- Your task -
From the listing below, copy every line with the word "subscribed".

- Study material -
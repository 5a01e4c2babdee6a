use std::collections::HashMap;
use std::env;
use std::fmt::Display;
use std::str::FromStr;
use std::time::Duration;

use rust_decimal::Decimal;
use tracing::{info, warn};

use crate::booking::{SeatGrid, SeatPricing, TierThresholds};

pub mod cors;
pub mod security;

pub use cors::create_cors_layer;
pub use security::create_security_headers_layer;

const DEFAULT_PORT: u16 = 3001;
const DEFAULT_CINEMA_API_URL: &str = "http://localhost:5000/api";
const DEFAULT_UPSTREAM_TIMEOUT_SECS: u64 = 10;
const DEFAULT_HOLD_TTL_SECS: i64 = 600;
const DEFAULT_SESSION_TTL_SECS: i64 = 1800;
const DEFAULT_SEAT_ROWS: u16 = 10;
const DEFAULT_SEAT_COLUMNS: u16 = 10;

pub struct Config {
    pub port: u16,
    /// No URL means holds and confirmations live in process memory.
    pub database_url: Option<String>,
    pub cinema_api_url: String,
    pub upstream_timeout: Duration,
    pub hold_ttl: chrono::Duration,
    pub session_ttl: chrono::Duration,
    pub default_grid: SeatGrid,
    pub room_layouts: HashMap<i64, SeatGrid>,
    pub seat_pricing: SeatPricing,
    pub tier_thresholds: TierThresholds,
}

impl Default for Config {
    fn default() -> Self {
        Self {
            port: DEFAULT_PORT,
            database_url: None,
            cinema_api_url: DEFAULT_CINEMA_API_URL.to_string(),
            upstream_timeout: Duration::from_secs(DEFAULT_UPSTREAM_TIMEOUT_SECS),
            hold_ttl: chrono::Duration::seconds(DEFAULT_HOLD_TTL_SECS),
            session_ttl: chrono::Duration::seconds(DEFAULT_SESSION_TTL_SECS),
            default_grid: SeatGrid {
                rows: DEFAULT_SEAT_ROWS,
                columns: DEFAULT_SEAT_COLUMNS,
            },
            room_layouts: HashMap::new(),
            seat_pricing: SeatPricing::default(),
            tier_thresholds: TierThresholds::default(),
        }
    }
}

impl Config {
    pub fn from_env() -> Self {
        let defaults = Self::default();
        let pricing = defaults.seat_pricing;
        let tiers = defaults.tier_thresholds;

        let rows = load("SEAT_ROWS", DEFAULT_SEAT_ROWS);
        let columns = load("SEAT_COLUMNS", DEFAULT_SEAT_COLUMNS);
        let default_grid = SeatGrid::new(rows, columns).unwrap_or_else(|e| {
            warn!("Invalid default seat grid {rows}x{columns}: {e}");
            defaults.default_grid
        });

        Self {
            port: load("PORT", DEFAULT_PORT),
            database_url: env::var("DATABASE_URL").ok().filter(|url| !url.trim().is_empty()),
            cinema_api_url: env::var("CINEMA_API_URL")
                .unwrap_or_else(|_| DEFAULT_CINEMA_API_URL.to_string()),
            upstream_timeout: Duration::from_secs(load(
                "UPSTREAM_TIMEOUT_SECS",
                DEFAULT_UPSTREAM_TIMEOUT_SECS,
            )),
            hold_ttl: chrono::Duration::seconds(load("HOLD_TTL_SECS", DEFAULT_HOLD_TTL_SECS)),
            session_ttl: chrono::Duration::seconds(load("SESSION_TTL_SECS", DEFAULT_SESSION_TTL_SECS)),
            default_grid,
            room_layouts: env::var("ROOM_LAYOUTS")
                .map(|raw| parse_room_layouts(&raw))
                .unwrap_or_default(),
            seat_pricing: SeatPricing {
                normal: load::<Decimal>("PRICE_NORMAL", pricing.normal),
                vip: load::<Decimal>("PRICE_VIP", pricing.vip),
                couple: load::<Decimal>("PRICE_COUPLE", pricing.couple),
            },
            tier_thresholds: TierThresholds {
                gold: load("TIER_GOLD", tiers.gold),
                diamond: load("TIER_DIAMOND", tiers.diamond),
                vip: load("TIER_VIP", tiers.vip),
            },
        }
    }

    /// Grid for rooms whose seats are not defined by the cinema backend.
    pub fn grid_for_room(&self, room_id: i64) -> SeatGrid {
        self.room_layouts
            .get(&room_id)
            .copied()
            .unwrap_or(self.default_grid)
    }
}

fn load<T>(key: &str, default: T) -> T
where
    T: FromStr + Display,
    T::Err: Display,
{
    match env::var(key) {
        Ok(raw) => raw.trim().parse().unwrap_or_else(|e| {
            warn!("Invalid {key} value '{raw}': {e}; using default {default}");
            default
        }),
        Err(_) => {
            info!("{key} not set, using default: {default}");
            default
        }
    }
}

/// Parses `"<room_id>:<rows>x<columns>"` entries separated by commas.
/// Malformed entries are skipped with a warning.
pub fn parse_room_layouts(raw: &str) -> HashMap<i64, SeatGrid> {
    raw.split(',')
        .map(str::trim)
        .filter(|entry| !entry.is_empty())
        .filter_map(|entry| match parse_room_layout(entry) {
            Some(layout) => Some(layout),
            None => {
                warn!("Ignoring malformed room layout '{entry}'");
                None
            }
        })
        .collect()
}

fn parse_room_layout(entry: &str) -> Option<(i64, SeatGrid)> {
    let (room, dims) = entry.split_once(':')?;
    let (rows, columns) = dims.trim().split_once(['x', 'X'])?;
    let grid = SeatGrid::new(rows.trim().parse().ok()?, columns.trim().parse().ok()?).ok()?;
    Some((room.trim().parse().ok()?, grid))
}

==

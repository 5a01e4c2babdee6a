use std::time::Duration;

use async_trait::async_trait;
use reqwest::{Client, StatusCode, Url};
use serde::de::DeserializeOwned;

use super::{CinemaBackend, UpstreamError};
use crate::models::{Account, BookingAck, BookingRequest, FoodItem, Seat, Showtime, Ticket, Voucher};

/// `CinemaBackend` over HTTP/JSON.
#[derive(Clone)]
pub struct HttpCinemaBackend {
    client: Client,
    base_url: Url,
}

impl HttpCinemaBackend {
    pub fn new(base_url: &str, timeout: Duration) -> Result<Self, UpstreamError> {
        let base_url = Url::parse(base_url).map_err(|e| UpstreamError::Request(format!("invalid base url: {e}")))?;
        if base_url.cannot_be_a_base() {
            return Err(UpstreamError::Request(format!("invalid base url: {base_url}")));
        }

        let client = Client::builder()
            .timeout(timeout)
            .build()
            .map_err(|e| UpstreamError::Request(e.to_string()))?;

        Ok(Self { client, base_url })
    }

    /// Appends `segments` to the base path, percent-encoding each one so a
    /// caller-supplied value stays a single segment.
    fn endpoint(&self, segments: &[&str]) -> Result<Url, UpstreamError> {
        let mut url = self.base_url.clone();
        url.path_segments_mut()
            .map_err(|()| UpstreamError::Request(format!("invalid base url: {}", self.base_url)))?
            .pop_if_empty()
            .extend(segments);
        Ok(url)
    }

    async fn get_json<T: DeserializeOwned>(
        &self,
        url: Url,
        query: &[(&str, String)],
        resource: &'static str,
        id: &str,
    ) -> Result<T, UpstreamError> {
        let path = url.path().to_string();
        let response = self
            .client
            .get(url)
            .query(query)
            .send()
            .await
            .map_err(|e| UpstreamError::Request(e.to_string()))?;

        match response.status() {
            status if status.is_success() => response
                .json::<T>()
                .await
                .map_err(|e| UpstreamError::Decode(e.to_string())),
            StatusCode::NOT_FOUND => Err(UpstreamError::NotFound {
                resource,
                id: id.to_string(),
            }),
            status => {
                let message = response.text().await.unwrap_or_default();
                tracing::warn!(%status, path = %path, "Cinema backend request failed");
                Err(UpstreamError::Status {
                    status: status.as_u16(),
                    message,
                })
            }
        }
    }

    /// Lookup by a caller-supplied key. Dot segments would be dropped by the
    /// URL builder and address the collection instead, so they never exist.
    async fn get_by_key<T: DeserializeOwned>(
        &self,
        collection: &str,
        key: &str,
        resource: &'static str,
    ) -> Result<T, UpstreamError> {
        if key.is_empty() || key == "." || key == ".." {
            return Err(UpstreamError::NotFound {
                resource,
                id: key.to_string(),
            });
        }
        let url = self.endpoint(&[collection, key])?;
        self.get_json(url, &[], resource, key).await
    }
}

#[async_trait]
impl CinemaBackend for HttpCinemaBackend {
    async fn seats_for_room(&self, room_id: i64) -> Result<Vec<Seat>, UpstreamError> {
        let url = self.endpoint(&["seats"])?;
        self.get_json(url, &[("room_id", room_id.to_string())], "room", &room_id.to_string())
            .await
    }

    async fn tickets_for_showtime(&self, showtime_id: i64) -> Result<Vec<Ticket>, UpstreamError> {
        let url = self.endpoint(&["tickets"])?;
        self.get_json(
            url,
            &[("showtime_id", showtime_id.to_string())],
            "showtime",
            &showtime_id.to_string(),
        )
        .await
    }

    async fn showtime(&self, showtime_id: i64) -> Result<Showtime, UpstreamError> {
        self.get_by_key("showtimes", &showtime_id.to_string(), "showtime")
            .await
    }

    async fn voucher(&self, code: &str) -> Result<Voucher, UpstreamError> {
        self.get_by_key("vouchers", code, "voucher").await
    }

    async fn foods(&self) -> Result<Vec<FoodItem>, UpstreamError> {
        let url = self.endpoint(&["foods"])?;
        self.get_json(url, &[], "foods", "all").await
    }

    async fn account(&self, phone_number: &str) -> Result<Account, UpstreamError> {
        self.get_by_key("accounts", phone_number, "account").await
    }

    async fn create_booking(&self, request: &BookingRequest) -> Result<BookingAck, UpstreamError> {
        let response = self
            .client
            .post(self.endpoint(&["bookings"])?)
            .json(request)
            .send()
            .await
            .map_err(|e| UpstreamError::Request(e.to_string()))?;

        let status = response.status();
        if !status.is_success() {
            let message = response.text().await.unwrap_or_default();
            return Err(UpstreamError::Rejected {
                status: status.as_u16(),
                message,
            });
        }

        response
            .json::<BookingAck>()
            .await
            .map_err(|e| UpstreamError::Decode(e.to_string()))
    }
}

==

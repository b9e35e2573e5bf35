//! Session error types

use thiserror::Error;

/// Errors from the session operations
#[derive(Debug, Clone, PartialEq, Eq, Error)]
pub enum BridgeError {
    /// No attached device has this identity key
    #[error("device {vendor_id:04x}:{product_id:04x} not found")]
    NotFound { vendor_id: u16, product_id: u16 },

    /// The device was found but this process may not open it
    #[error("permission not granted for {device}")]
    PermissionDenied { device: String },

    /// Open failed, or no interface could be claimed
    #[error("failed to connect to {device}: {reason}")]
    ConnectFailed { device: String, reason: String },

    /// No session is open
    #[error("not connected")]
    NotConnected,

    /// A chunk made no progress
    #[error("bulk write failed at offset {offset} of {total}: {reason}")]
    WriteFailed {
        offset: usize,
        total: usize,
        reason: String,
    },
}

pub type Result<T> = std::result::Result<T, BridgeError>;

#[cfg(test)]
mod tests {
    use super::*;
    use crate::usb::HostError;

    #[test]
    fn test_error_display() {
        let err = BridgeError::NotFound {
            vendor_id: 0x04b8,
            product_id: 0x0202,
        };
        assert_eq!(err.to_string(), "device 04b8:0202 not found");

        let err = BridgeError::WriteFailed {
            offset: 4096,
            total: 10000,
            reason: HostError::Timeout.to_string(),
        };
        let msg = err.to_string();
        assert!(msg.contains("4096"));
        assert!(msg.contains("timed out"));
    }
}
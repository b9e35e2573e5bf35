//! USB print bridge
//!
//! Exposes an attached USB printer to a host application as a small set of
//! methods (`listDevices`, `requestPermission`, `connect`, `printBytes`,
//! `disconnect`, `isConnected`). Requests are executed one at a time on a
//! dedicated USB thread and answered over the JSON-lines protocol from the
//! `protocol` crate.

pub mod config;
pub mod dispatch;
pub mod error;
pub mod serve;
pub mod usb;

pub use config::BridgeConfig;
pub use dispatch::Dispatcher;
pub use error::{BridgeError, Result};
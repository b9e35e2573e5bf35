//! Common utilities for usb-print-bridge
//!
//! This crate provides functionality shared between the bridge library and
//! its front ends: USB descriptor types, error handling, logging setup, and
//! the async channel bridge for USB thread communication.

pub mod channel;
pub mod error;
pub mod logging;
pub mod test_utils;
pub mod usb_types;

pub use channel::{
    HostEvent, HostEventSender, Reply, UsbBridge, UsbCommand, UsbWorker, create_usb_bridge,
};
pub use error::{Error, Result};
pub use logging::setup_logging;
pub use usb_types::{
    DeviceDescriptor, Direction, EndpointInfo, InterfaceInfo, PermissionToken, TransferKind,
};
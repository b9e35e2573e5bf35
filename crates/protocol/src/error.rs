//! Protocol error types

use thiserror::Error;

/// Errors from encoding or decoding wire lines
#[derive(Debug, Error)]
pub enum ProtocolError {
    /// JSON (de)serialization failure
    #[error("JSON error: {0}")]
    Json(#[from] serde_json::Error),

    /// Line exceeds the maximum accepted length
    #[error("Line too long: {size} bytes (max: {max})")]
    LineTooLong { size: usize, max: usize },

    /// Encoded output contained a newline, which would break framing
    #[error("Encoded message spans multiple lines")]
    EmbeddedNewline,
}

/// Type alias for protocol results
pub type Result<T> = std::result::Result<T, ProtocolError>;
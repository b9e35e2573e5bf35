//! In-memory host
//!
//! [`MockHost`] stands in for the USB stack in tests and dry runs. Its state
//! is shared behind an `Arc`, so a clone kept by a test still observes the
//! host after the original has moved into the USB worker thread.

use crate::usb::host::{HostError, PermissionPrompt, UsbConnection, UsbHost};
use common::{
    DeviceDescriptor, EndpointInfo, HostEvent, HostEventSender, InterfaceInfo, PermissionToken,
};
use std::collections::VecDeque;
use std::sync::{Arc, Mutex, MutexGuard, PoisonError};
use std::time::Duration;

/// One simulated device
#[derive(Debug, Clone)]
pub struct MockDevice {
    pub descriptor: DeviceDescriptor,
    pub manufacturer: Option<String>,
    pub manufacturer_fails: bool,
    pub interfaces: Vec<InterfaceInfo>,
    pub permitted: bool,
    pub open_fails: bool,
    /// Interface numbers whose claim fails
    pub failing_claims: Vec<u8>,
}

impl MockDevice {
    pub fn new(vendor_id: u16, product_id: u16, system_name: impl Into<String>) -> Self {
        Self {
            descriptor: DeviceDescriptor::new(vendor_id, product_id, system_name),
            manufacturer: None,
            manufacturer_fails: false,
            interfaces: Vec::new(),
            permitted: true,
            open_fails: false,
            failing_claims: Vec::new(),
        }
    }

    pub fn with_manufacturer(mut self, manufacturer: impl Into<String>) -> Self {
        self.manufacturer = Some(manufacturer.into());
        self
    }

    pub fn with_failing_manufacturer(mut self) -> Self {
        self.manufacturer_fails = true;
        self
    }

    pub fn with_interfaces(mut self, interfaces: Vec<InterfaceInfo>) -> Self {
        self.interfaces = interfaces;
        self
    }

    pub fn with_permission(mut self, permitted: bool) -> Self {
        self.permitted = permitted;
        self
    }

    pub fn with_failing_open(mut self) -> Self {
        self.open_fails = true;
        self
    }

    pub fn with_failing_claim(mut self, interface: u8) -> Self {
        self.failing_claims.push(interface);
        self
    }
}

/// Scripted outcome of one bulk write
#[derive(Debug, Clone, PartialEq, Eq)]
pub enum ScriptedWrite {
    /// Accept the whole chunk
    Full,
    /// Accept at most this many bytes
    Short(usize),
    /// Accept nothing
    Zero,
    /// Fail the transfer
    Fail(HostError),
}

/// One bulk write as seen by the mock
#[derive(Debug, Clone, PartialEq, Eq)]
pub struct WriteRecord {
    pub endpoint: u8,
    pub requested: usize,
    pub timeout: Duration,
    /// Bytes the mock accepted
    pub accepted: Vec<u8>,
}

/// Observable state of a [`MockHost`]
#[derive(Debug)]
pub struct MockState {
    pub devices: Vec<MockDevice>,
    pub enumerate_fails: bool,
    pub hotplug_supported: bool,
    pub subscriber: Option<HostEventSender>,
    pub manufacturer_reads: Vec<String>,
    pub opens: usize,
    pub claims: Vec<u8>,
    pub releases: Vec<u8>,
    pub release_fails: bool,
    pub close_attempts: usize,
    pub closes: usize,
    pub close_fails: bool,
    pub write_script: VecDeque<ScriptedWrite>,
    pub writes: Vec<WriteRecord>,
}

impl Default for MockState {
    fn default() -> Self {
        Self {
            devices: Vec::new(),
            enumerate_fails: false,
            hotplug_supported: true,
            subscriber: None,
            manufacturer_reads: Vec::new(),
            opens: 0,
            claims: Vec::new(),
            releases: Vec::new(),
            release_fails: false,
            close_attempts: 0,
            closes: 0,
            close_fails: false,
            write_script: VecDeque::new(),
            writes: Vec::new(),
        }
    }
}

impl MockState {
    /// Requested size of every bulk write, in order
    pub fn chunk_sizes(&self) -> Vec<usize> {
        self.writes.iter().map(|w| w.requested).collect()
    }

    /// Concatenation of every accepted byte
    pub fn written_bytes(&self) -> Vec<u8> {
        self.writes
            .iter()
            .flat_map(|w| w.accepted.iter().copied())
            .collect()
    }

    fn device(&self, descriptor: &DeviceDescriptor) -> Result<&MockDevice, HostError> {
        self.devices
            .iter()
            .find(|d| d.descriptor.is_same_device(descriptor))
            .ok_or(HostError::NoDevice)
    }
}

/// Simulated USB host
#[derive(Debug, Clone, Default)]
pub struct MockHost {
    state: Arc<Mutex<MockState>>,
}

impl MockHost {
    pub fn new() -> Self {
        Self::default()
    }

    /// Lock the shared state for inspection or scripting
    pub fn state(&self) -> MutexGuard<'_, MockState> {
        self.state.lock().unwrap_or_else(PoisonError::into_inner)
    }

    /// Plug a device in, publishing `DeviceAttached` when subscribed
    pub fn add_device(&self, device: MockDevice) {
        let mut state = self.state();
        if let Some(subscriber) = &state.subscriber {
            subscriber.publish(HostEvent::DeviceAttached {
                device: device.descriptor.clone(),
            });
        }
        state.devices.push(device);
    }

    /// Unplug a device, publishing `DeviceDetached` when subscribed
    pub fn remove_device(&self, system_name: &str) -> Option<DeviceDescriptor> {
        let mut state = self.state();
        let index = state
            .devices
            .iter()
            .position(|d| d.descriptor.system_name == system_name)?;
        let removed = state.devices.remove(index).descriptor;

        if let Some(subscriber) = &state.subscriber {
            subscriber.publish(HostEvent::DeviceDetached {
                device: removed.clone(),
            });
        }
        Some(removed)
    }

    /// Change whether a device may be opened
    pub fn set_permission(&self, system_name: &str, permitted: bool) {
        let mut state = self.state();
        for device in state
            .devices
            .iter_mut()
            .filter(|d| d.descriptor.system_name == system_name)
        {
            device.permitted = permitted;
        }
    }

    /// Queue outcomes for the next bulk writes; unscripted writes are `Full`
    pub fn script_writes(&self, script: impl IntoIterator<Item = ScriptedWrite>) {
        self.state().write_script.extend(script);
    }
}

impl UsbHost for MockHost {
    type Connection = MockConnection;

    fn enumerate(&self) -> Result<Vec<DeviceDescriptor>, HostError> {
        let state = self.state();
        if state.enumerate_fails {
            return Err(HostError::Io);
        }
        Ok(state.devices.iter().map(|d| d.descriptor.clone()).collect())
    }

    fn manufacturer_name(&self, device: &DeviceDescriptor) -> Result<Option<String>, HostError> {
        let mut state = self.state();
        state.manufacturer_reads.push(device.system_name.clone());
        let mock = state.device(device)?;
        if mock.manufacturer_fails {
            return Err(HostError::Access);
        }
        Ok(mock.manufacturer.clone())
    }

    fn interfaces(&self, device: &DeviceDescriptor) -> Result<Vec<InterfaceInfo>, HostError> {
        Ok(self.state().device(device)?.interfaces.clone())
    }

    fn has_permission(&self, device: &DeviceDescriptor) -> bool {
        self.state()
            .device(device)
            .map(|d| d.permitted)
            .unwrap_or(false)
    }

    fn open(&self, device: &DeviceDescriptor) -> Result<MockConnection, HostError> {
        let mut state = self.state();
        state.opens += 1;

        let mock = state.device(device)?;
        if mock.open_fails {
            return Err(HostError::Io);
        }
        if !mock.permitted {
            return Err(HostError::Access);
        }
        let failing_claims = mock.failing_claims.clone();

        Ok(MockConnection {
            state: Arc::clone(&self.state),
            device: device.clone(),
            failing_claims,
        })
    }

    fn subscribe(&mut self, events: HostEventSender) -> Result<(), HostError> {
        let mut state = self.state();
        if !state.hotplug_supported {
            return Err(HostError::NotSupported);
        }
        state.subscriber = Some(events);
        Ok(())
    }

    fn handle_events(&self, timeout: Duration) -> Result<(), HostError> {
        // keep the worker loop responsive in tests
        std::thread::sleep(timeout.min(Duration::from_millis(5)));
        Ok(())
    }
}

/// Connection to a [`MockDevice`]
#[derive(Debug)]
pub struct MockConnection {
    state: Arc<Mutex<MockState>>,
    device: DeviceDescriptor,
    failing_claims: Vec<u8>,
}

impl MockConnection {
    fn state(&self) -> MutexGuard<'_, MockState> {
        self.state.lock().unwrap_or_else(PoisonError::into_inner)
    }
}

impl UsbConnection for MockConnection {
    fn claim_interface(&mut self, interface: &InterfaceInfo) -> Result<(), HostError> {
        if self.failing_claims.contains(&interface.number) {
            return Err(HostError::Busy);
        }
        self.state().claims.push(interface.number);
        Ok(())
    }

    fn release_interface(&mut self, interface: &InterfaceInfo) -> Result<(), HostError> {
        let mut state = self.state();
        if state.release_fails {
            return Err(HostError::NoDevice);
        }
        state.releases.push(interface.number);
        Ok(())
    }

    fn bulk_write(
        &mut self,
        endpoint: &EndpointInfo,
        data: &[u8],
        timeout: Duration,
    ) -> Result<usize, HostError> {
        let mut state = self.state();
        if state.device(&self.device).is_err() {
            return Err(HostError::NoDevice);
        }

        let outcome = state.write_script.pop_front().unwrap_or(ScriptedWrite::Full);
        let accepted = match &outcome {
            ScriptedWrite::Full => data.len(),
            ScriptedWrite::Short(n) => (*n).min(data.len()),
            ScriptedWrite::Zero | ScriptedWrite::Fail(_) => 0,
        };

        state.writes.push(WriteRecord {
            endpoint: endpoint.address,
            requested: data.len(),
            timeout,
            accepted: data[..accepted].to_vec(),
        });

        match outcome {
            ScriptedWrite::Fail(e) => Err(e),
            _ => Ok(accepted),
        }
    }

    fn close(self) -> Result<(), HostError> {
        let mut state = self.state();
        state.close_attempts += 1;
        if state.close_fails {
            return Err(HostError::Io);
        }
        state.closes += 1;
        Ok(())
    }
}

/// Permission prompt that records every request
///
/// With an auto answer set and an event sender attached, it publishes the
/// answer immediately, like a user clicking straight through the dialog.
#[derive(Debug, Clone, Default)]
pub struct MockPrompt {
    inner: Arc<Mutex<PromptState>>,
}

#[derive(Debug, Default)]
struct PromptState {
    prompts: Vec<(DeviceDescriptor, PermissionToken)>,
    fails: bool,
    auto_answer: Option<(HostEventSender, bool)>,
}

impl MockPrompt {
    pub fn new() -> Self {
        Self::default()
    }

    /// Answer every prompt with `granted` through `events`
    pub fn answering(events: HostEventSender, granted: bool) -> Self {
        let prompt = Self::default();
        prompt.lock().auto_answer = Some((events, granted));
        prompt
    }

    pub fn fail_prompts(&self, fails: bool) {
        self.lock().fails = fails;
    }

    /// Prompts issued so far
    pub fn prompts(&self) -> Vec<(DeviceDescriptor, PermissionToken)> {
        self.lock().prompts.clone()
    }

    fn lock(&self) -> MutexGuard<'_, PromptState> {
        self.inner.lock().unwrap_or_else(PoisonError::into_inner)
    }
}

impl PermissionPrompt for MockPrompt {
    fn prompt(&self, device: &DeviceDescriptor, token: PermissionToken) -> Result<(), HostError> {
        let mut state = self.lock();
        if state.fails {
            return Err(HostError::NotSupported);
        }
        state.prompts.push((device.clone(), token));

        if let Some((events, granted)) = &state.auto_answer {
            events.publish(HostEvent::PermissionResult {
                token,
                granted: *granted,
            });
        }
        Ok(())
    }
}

- Response area -
    /// Plug a device in, publishing `DeviceAttached` when subscribed
    /// Unplug a device, publishing `DeviceDetached` when subscribed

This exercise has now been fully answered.